The stories, unrelated in many ways but related in one significant way, happened to appear in the newspaper on the same day.
One was about the family of Brian Cardall, who died last summer after being struck with a Taser, filing a wrongful death lawsuit against police.
The other was about a Salt Lake City man, Roger Cantu, who was shot and wounded after a confrontation with police.
The two stories have four similarities:
One, both involved people with mental health issues — Cardall was bipolar, and Cantu, according to his brother, was suicidal.
Two, both involved 911 calls to the police by concerned family members — Cardall's wife; Cantu's brother — who spelled out the mental health factor.
Three, neither man was armed.
Four, both situations ended with the person needing help getting shot.
The man struck with the Taser died, the man shot by the gun wound up in the hospital.
Let the record show, then, that after the cavalry arrived, the result was more problems than if no one had picked up the phone in the first place.
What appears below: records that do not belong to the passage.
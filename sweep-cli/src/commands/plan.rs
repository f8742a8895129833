use crate::commands::{exit_with, Context, NuclideArgs};
use crate::output;

use clap::builder::BoolishValueParser;
use clap::Args;
use color_eyre::Result;

use sweep_service::{
    prepare_row, FilePreparer, GraphBuilder, InputCatalog, PegasusBackend, ServiceError,
    WorkflowBackend,
};

/// Prepare inputs, build the job graph and hand it to the planner
#[derive(Args, Debug)]
pub struct PlanArgs {
    #[command(flatten)]
    pub nuclide: NuclideArgs,

    /// Total number of simulated events
    #[arg(short = 'e', long = "total-events", value_name = "N")]
    pub total_events: String,

    /// Events per simulation job
    #[arg(short = 'b', long = "batch-events", value_name = "N")]
    pub batch_events: String,

    /// Submit the planned workflow (true) or only plan it (false)
    #[arg(long, value_name = "BOOL", required = true, action = clap::ArgAction::Set, value_parser = BoolishValueParser::new())]
    pub submit: bool,

    /// Iteration index used in the workflow name
    #[arg(long, default_value_t = 0)]
    pub iteration: u32,

    /// Build and validate the graph without invoking the planner
    #[arg(long)]
    pub dry_run: bool,
}

pub async fn execute(context: Context, args: PlanArgs) -> Result<()> {
    let row = args.nuclide.to_row(&args.total_events, &args.batch_events);
    let settings = &context.settings;

    let preparer = FilePreparer::for_project(&context.project_root);
    let (params, data_dir) = prepare_row(&preparer, &row, &context.project_root, None)
        .await
        .unwrap_or_else(|e| exit_with(&e));
    output::status("Prepared", &format!("{}", data_dir.display()));

    let catalog = InputCatalog::scan(&data_dir)?;
    let graph = match GraphBuilder::new(settings.merge_limit).build(&params, args.iteration, &catalog) {
        Ok(graph) => graph,
        Err(e) => exit_with(&e),
    };

    output::check(&format!(
        "Graph '{}': {} simulation, {} processing, {} merge jobs",
        graph.name,
        graph.simulations.len(),
        graph.processing.len(),
        graph.merges.len()
    ));
    for (depth, level) in graph.levels()?.iter().enumerate() {
        output::dim(&format!("  level {}: {} jobs", depth, level.len()));
    }

    if args.dry_run {
        println!();
        output::success("Dry run complete, planner not invoked");
        return Ok(());
    }

    let mut options = settings.submit_options();
    options.submit = args.submit;

    let backend = PegasusBackend::new(settings.backend.clone(), &context.project_root);
    output::status("Planning", &graph.name);
    let handle = match backend.submit(&graph, &options).await {
        Ok(handle) => handle,
        Err(e) => exit_with(&ServiceError::from(e)),
    };

    if let Some(dir) = &handle.submit_dir {
        output::info(&format!("Submit directory: {}", dir.display()));
    }
    println!();
    if handle.submitted {
        output::success(&format!("Submitted workflow '{}'", handle.workflow));
    } else {
        output::success(&format!("Planned workflow '{}'", handle.workflow));
    }

    Ok(())
}
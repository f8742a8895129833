// Parameters Module
// Configuration rows, their validation, and the simulation requests they expand into

pub mod error;
pub mod expander;
pub mod models;

// Re-export key types
pub use error::{ConfigParseError, ConfigParseErrorKind, ConfigParseResult};
pub use expander::{ConfigRow, ParameterExpander, REQUIRED_FIELDS};
pub use models::{job_count, DecayMode, ParameterSet};
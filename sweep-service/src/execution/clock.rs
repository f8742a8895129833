// Wait Primitives
// Injectable sleeping and cooperative shutdown for the pacing countdown

use std::time::Duration;
use tokio::sync::watch;

/// Source of delays for the pacing countdown
#[async_trait::async_trait]
pub trait Sleeper: Send + Sync {
    async fn sleep(&self, duration: Duration);
}

/// Real-time sleeper backed by the tokio timer
#[derive(Debug, Clone, Copy, Default)]
pub struct TokioSleeper;

#[async_trait::async_trait]
impl Sleeper for TokioSleeper {
    async fn sleep(&self, duration: Duration) {
        tokio::time::sleep(duration).await;
    }
}

/// Requests a clean stop of a running sweep
#[derive(Debug)]
pub struct ShutdownTrigger {
    tx: watch::Sender<bool>,
}

/// Observes shutdown requests; cheap to clone
#[derive(Debug, Clone)]
pub struct ShutdownSignal {
    rx: watch::Receiver<bool>,
}

/// Create a connected trigger/signal pair
pub fn shutdown_channel() -> (ShutdownTrigger, ShutdownSignal) {
    let (tx, rx) = watch::channel(false);
    (ShutdownTrigger { tx }, ShutdownSignal { rx })
}

impl ShutdownTrigger {
    /// Request shutdown; idempotent
    pub fn trigger(&self) {
        self.tx.send_replace(true);
    }
}

impl ShutdownSignal {
    /// A signal that never fires
    pub fn never() -> Self {
        let (_tx, rx) = watch::channel(false);
        Self { rx }
    }

    pub fn is_triggered(&self) -> bool {
        *self.rx.borrow()
    }

    /// Resolve once shutdown has been requested.
    ///
    /// Pends forever when the trigger is dropped without firing.
    pub async fn cancelled(&mut self) {
        loop {
            if *self.rx.borrow_and_update() {
                return;
            }
            if self.rx.changed().await.is_err() {
                std::future::pending::<()>().await;
            }
        }
    }
}

impl Default for ShutdownSignal {
    fn default() -> Self {
        Self::never()
    }
}

/// Format a remaining wait as `DD:HH:MM:SS`
pub fn format_countdown(remaining: Duration) -> String {
    let total = remaining.as_secs();
    let (mins, secs) = (total / 60, total % 60);
    let (hours, mins) = (mins / 60, mins % 60);
    let (days, hours) = (hours / 24, hours % 24);
    format!("{:02}:{:02}:{:02}:{:02}", days, hours, mins, secs)
}
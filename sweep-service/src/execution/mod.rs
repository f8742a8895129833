// Execution Module
// Queue scheduling, submission pacing and progress reporting

pub mod clock;
pub mod events;
pub mod scheduler;
pub mod throttle;

// Re-export key types
pub use clock::{format_countdown, shutdown_channel, ShutdownSignal, ShutdownTrigger, Sleeper, TokioSleeper};
pub use events::{progress_channel, EventSender, ProgressReceiver, ProgressSender, SweepEvent};
pub use scheduler::{
    FailedSubmission, FailurePolicy, SchedulerConfig, SchedulerState, SkippedSet,
    SubmissionRecord, SubmissionScheduler, SweepReport,
};
pub use throttle::{PacingState, ThrottleMode, ThrottlePolicy};
// THEORY:
// Human presence detection is delegated to an external vision backend. The motion
// pipeline only needs a yes/no answer per frame, so the backend is modelled as an
// injectable capability. This keeps the scorer testable without any real model and
// lets a host plug in whatever detector its platform provides.

use crate::core_modules::frame::Frame;
use crate::error::PresenceError;

/// A backend that reports whether a person is visible in a frame.
pub trait PresenceDetector: Send {
    fn detect_presence(&mut self, frame: &Frame) -> Result<bool, PresenceError>;

    /// Human-readable name for logging.
    fn name(&self) -> &str {
        "unnamed"
    }
}

impl<F> PresenceDetector for F
where
    F: FnMut(&Frame) -> Result<bool, PresenceError> + Send,
{
    fn detect_presence(&mut self, frame: &Frame) -> Result<bool, PresenceError> {
        self(frame)
    }

    fn name(&self) -> &str {
        "closure"
    }
}

/// A detector that never sees anyone. Used when no backend is configured.
#[derive(Debug, Clone, Copy, Default)]
pub struct DisabledPresence;

impl PresenceDetector for DisabledPresence {
    fn detect_presence(&mut self, _frame: &Frame) -> Result<bool, PresenceError> {
        Ok(false)
    }

    fn name(&self) -> &str {
        "disabled"
    }
}
// THEORY:
// Sensitivity is the only user-facing knob of the motion scorer. It is a small
// enumerated level that maps onto a fixed threshold table; a higher level maps to a
// strictly lower threshold, so smaller changes are reported as motion.

use serde::{Deserialize, Serialize};
use std::fmt;
use std::str::FromStr;

pub type Threshold = f32;

pub const LOW_THRESHOLD: Threshold = 0.3;
pub const MEDIUM_THRESHOLD: Threshold = 0.2;
pub const HIGH_THRESHOLD: Threshold = 0.1;

/// How readily the scorer reports motion.
#[derive(Debug, Clone, Copy, PartialEq, Eq, Hash, Default, Serialize, Deserialize)]
#[serde(rename_all = "lowercase")]
pub enum SensitivityLevel {
    Low,
    #[default]
    Medium,
    High,
}

impl SensitivityLevel {
    pub const ALL: [SensitivityLevel; 3] = [
        SensitivityLevel::Low,
        SensitivityLevel::Medium,
        SensitivityLevel::High,
    ];

    pub fn threshold(self) -> Threshold {
        threshold_for(self)
    }

    pub fn as_str(&self) -> &'static str {
        match self {
            SensitivityLevel::Low => "low",
            SensitivityLevel::Medium => "medium",
            SensitivityLevel::High => "high",
        }
    }
}

/// Looks up the motion threshold for a sensitivity level.
pub fn threshold_for(level: SensitivityLevel) -> Threshold {
    match level {
        SensitivityLevel::Low => LOW_THRESHOLD,
        SensitivityLevel::Medium => MEDIUM_THRESHOLD,
        SensitivityLevel::High => HIGH_THRESHOLD,
    }
}

impl fmt::Display for SensitivityLevel {
    fn fmt(&self, f: &mut fmt::Formatter<'_>) -> fmt::Result {
        f.write_str(self.as_str())
    }
}

#[derive(Debug, Clone, PartialEq, Eq, thiserror::Error)]
#[error("unknown sensitivity level `{0}` (expected low, medium or high)")]
pub struct ParseSensitivityError(String);

impl FromStr for SensitivityLevel {
    type Err = ParseSensitivityError;

    fn from_str(s: &str) -> Result<Self, Self::Err> {
        match s.trim().to_ascii_lowercase().as_str() {
            "low" => Ok(SensitivityLevel::Low),
            "medium" => Ok(SensitivityLevel::Medium),
            "high" => Ok(SensitivityLevel::High),
            _ => Err(ParseSensitivityError(s.to_string())),
        }
    }
}
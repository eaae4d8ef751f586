// THEORY:
// This file is the entry point for the `motion_sensor` library crate.
//
// The core is the frame-difference motion scorer in `core_modules`: it keeps the
// previous camera frame, reduces the difference between it and each new frame to a
// single magnitude, and compares that magnitude with the threshold of the selected
// sensitivity level. Everything around it is an adapter:
//
// - `service` bundles the scorer with the sensitivity selector and an injectable
//   presence detector, returning a `DetectionReport` per frame.
// - `worker` gives the service a single owner task fed through a one-slot queue.
// - `publisher` exposes the observable `motion_detected` / `person_detected` flags.
// - `config` loads the TOML configuration.

pub mod config;
pub mod core_modules;
pub mod error;
pub mod presence;
pub mod publisher;
pub mod service;
pub mod worker;

pub use crate::core_modules::frame::{Frame, FrameLayout, PixelFormat};
pub use crate::core_modules::pixel::pixel::{Pixel, WorkingSpace};
pub use crate::core_modules::scorer::{FrameDifferenceScorer, MotionDecision};
pub use crate::core_modules::sensitivity::{SensitivityLevel, threshold_for};
pub use crate::error::{MotionError, PresenceError, WorkerError};
pub use crate::presence::{DisabledPresence, PresenceDetector};
pub use crate::publisher::{DetectionPublisher, DetectionState};
pub use crate::service::{DetectionReport, MotionDetectionService};
pub use crate::worker::{MotionHandle, MotionWorker, sensitivity_control};
use anyhow::{Context, bail};
use motion_sensor::config::MotionConfig;
use motion_sensor::{
    DetectionPublisher, Frame, MotionDetectionService, MotionWorker, SensitivityLevel,
    sensitivity_control,
};
use std::env;
use std::path::PathBuf;
use tracing::info;
use tracing_subscriber::EnvFilter;

const USAGE: &str =
    "Usage: motion_tester [--config <path>] [--sensitivity low|medium|high] <frame> <frame> ...";

struct Args {
    config: Option<PathBuf>,
    sensitivity: Option<SensitivityLevel>,
    frames: Vec<PathBuf>,
}

fn parse_args() -> anyhow::Result<Args> {
    let mut args = env::args().skip(1);
    let mut parsed = Args {
        config: None,
        sensitivity: None,
        frames: Vec::new(),
    };

    while let Some(arg) = args.next() {
        match arg.as_str() {
            "--config" => {
                let path = args.next().context("--config needs a path")?;
                parsed.config = Some(PathBuf::from(path));
            }
            "--sensitivity" => {
                let level = args.next().context("--sensitivity needs a level")?;
                parsed.sensitivity = Some(level.parse()?);
            }
            _ => parsed.frames.push(PathBuf::from(arg)),
        }
    }

    if parsed.frames.is_empty() {
        bail!(USAGE);
    }
    Ok(parsed)
}

/// `RUST_LOG` wins over the configured level. Either one must be a valid filter.
fn env_filter(configured: &str) -> anyhow::Result<EnvFilter> {
    match env::var(EnvFilter::DEFAULT_ENV) {
        Ok(directives) => parse_filter(&directives, EnvFilter::DEFAULT_ENV),
        Err(_) => parse_filter(configured, "[logging] level"),
    }
}

fn parse_filter(directives: &str, origin: &str) -> anyhow::Result<EnvFilter> {
    EnvFilter::try_new(directives)
        .with_context(|| format!("invalid log filter `{directives}` in {origin}"))
}

#[tokio::main]
async fn main() -> anyhow::Result<()> {
    // --- 1. Argument Parsing & Setup ---
    let args = parse_args()?;
    let config = match &args.config {
        Some(path) => MotionConfig::load(path)?,
        None => MotionConfig::default(),
    };

    tracing_subscriber::fmt()
        .with_env_filter(env_filter(&config.logging.level)?)
        .init();

    // --- 2. Motion Service Initialization ---
    let mut detection = config.detection.clone();
    if let Some(level) = args.sensitivity {
        detection.sensitivity = level;
    }

    let (level_tx, level_rx) = sensitivity_control();
    level_tx.send_replace(detection.sensitivity);
    let publisher = DetectionPublisher::new();
    let (handle, worker) = MotionWorker::spawn(
        MotionDetectionService::from_config(&detection),
        level_rx,
        publisher.clone(),
    );

    info!(
        frames = args.frames.len(),
        sensitivity = %detection.sensitivity,
        threshold = detection.sensitivity.threshold(),
        "scoring frames"
    );

    // --- 3. Main Processing Loop ---
    let mut motion_frames = 0usize;
    for (index, path) in args.frames.iter().enumerate() {
        let image = image::open(path)
            .with_context(|| format!("failed to read frame {}", path.display()))?
            .to_rgba8();
        let frame = Frame::from(image);

        let report = handle.process(frame).await?;
        if report.motion_detected() {
            motion_frames += 1;
        }

        let magnitude = report
            .motion
            .magnitude
            .map(|m| format!("{m:.4}"))
            .unwrap_or_else(|| "-".to_string());
        println!(
            "{index:>4}  {:<40}  magnitude={magnitude:<7} motion={:<5} person={}",
            path.display(),
            report.motion_detected(),
            report.person_detected
        );
    }

    // --- 4. Shutdown ---
    drop(handle);
    worker.await?;

    let state = publisher.current();
    println!(
        "Processing complete. {motion_frames} of {} frames reported motion (last state: motion={}, person={}).",
        args.frames.len(),
        state.motion_detected,
        state.person_detected
    );
    Ok(())
}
It would have been better to call a pizza delivery man.
Police officers will bristle at the above assessment, of course, and no doubt respond that theirs is a dangerous job with volatile components.
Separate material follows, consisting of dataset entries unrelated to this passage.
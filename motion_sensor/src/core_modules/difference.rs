// THEORY:
// The difference reduction collapses a pair of frames into one comparable scalar.
//
// 1.  **Difference image**: every channel of `current` is compared with the same
//     channel of `previous` and the absolute difference is kept. No image is ever
//     materialised; differences are folded straight into per-channel accumulators.
// 2.  **Area average**: the accumulators are divided by the pixel count, giving one
//     mean per channel over the full extent of the frame.
// 3.  **Render**: the means are quantised to a single representative RGBA8 pixel.
// 4.  **Score**: the pixel's channels are summed in a widened integer and normalised
//     by `255 * 4`, producing a magnitude in [0, 1].
//
// The result is resolution independent but spatially blind: one hot pixel and a faint
// haze across the whole frame can score the same.

use crate::core_modules::frame::Frame;
use crate::core_modules::pixel::pixel::{
    CHANNEL_MAX, CHANNELS, Channel, Pixel, WorkingSpace, linear_to_srgb, quantize,
    srgb_to_linear,
};
use crate::error::MotionError;

const ALPHA: usize = 3;
const MAX_PIXEL_SUM: f32 = CHANNEL_MAX * CHANNELS as f32;

/// Reduces the absolute difference of two frames to one averaged pixel.
pub fn difference_average(
    current: &Frame,
    previous: &Frame,
    space: WorkingSpace,
) -> Result<Pixel, MotionError> {
    if current.layout() != previous.layout() {
        return Err(MotionError::FormatMismatch {
            previous: previous.layout(),
            current: current.layout(),
        });
    }

    let num_pixels = current.pixel_count();
    if num_pixels == 0 {
        return Ok(Pixel::default());
    }

    // Process in blocks for better cache locality on large frames.
    const BLOCK_BYTES: usize = 64 * CHANNELS;
    let mut sums = [0f64; CHANNELS];

    for (cur_block, prev_block) in current
        .as_bytes()
        .chunks(BLOCK_BYTES)
        .zip(previous.as_bytes().chunks(BLOCK_BYTES))
    {
        for (cur_px, prev_px) in cur_block
            .chunks_exact(CHANNELS)
            .zip(prev_block.chunks_exact(CHANNELS))
        {
            for channel in 0..CHANNELS {
                sums[channel] += channel_difference(cur_px[channel], prev_px[channel], channel, space);
            }
        }
    }

    let mut averaged = [0 as Channel; CHANNELS];
    for channel in 0..CHANNELS {
        let mean = sums[channel] / num_pixels as f64;
        averaged[channel] = match space {
            WorkingSpace::Linear if channel != ALPHA => quantize(linear_to_srgb(mean)),
            _ => quantize(mean),
        };
    }

    Ok(Pixel::from(averaged))
}

/// Normalised motion magnitude in [0, 1] between two same-layout frames.
pub fn compute_magnitude(
    current: &Frame,
    previous: &Frame,
    space: WorkingSpace,
) -> Result<f32, MotionError> {
    let average = difference_average(current, previous, space)?;
    Ok(average.sum() as f32 / MAX_PIXEL_SUM)
}

/// Absolute difference of one channel, normalised to 0..=1.
#[inline]
fn channel_difference(current: Channel, previous: Channel, channel: usize, space: WorkingSpace) -> f64 {
    match space {
        WorkingSpace::Linear if channel != ALPHA => {
            (srgb_to_linear(current) - srgb_to_linear(previous)).abs() as f64
        }
        _ => current.abs_diff(previous) as f64 / CHANNEL_MAX as f64,
    }
}
// THEORY:
// The `Pixel` module is the smallest unit of the motion scorer. A `Pixel` is a
// "dumb" RGBA8 container: it knows its own channels and how to total them, and
// nothing about neighbours or history.
//
// It also owns the colour-space helpers used by the difference reduction. Camera
// bytes are sRGB encoded; averaging them as-is under-weights bright changes compared
// to what a rendering pipeline produces. The `Linear` working space decodes each
// byte through a 256-entry `OnceLock` table, so the hot path stays a lookup, and
// encodes the averaged result back to sRGB before it is quantised.
// Alpha is not gamma-encoded and is passed through untouched.

pub mod pixel {
    use serde::{Deserialize, Serialize};
    use std::sync::OnceLock;

    pub type Channel = u8;
    pub type LinearChannel = f32;
    pub type ChannelSum = u32;

    pub const CHANNELS: usize = 4;
    pub const CHANNEL_MAX: f32 = 255.0;

    static SRGB_TO_LINEAR_LUT: OnceLock<[LinearChannel; 256]> = OnceLock::new();

    /// A single RGBA8 pixel.
    #[derive(Debug, Clone, Copy, PartialEq, Eq, Default)]
    pub struct Pixel {
        pub red: Channel,
        pub green: Channel,
        pub blue: Channel,
        pub alpha: Channel,
    }

    impl Pixel {
        pub const fn new(red: Channel, green: Channel, blue: Channel, alpha: Channel) -> Self {
            Self {
                red,
                green,
                blue,
                alpha,
            }
        }

        pub const BLACK: Pixel = Pixel::new(0, 0, 0, 255);
        pub const RED: Pixel = Pixel::new(255, 0, 0, 255);

        /// Sum of all four channels, widened so it can never overflow (max 1020).
        pub fn sum(&self) -> ChannelSum {
            self.red as ChannelSum
                + self.green as ChannelSum
                + self.blue as ChannelSum
                + self.alpha as ChannelSum
        }

        pub fn channels(&self) -> [Channel; CHANNELS] {
            [self.red, self.green, self.blue, self.alpha]
        }
    }

    impl From<&[u8]> for Pixel {
        /// Reads the first four bytes as R, G, B, A. Missing bytes read as zero.
        fn from(bytes: &[u8]) -> Self {
            let at = |i: usize| bytes.get(i).copied().unwrap_or_default();
            Pixel::new(at(0), at(1), at(2), at(3))
        }
    }

    impl From<[Channel; CHANNELS]> for Pixel {
        fn from(c: [Channel; CHANNELS]) -> Self {
            Pixel::new(c[0], c[1], c[2], c[3])
        }
    }

    impl From<Pixel> for image::Rgba<u8> {
        fn from(p: Pixel) -> Self {
            image::Rgba(p.channels())
        }
    }

    /// The space in which frame differences are evaluated and averaged.
    #[derive(Debug, Clone, Copy, PartialEq, Eq, Default, Serialize, Deserialize)]
    #[serde(rename_all = "lowercase")]
    pub enum WorkingSpace {
        /// sRGB bytes are decoded to linear light, averaged, then re-encoded.
        #[default]
        Linear,
        /// Bytes are differenced and averaged exactly as stored.
        Encoded,
    }

    /// Decodes an sRGB byte to linear light in 0..=1.
    #[inline]
    pub fn srgb_to_linear(value: Channel) -> LinearChannel {
        let table = SRGB_TO_LINEAR_LUT.get_or_init(|| {
            let mut table = [0.0f32; 256];
            for (i, entry) in table.iter_mut().enumerate() {
                let srgb = i as f32 / CHANNEL_MAX;
                *entry = if srgb <= 0.04045 {
                    srgb / 12.92
                } else {
                    ((srgb + 0.055) / 1.055).powf(2.4)
                };
            }
            table
        });
        table[value as usize]
    }

    /// Encodes a linear-light value in 0..=1 back to normalised sRGB.
    pub fn linear_to_srgb(value: f64) -> f64 {
        let value = value.clamp(0.0, 1.0);
        if value <= 0.003_130_8 {
            value * 12.92
        } else {
            1.055 * value.powf(1.0 / 2.4) - 0.055
        }
    }

    /// Rounds a normalised channel to the nearest byte.
    pub fn quantize(normalized: f64) -> Channel {
        (normalized * CHANNEL_MAX as f64).round().clamp(0.0, CHANNEL_MAX as f64) as Channel
    }
}

#[cfg(test)]
mod tests {
    use super::pixel::*;

    #[test]
    fn sum_does_not_overflow_at_full_white() {
        let white = Pixel::new(255, 255, 255, 255);
        assert_eq!(white.sum(), 1020);
    }

    #[test]
    fn from_short_slice_fills_missing_channels_with_zero() {
        let pixel = Pixel::from(&[10u8, 20][..]);
        assert_eq!(pixel, Pixel::new(10, 20, 0, 0));
    }

    #[test]
    fn linearization_endpoints_are_exact() {
        assert_eq!(srgb_to_linear(0), 0.0);
        assert!((srgb_to_linear(255) - 1.0).abs() < 1e-6);
        assert_eq!(quantize(linear_to_srgb(0.0)), 0);
        assert_eq!(quantize(linear_to_srgb(1.0)), 255);
    }

    #[test]
    fn encoding_round_trips_every_byte() {
        for byte in 0..=255u8 {
            let back = quantize(linear_to_srgb(srgb_to_linear(byte) as f64));
            assert_eq!(back, byte, "byte {byte} did not survive decode/encode");
        }
    }

    #[test]
    fn mid_grey_linear_average_is_brighter_once_encoded() {
        // Half of the pixels fully lit averages to 0.5 linear, which encodes well above 128.
        assert_eq!(quantize(linear_to_srgb(0.5)), 188);
    }
}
But the outcome is the outcome — and it's not hard to postulate that Cardall and Cantu would both be better off if police hadn't intervened at all.
Sherri Wittwer, director of the Utah office of the National Alliance on Mental Illness, is acutely aware of the sensitivity required when dealing with mental health issues. It's why her office participates with police officers across the state in a crisis intervention training program.
A CIT-certified officer knows the vast difference between, say, a bank robber or a drug dealer and someone experiencing a mental breakdown — and knows that they need to be treated vastly differently.
The problem, as Wittwer notes, is that only about 10 percent of police officers in Utah are CIT certified.
"We need more trained officers, a lot more," she says.
Wittwer is quick to sympathize with, rather than criticize, police.